═══ MATERIAL SUPPLIED
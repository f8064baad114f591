//! optimization — MLE stack, parameter links, and unified error surface.
//!
//! Purpose
//! -------
//! Provide the optimization layer used by model fitting: an argmin-backed
//! log-likelihood maximizer, parameter transforms between optimizer and
//! model space, and a single error/result surface.
//!
//! Key behaviors
//! -------------
//! - `loglik_optimizer`: maximize `ℓ(θ)` with L-BFGS (More–Thuente or
//!   Hager–Zhang line search), finite-difference gradients, a Nelder–Mead
//!   fallback, and value-based finite-difference Hessians.
//! - `numerical_stability`: `ParamTransform` links, the delta method, and
//!   shared tolerances.
//! - `errors`: `OptError` / `OptResult<T>`, including conversions from
//!   argmin errors.
//!
//! Invariants & assumptions
//! ------------------------
//! - Optimizers operate in an unconstrained space `θ`; invalid states are
//!   reported as `OptError`, never panics.
//! - Objectives may return non-finite values off their domain. L-BFGS
//!   treats these as errors (triggering the fallback); Nelder–Mead ranks
//!   them last.
//!
//! Conventions
//! -----------
//! - Solvers maximize `ℓ(θ)` by minimizing `c(θ) = -ℓ(θ)`; outcomes are
//!   reported on the `ℓ` scale.
//! - The only logging in this layer is the `warn!` emitted when the
//!   fallback solver takes over.
//!
//! Downstream usage
//! ----------------
//! - `btyd::fitter` implements `LogLikelihood` for a model/data pair and
//!   calls `maximize`; `inference` calls `compute_hessian` at the optimum.
//! - Front-ends can import the curated surface via
//!   `optimization::prelude::*`.
//!
//! Testing notes
//! -------------
//! - Unit tests live in the submodules; end-to-end solves on toy
//!   objectives are in `loglik_optimizer::api`.

pub mod errors;
pub mod loglik_optimizer;
pub mod numerical_stability;

// ---- Optional convenience prelude for downstream crates -------------------
//
// Downstream crates can write
//
//     use rust_btyd::optimization::prelude::*;
//
// to import the main optimization surface in a single line.

pub mod prelude {
    pub use super::errors::{OptError, OptResult};
    pub use super::loglik_optimizer::prelude::*;
    pub use super::numerical_stability::prelude::*;
}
══════
TRY IT: Starting at the first line of the records above, please copy each line exactly until you reach the line containing "between optimizer and". Include that line and stop there.

SOLUTION TO THE PROBLEM:
repository f8064baad114f591
//! optimization — MLE stack, parameter links, and unified error surface.
//!
//! Purpose
//! -------
//! Provide the optimization layer used by model fitting: an argmin-backed
//! log-likelihood maximizer, parameter transforms between optimizer and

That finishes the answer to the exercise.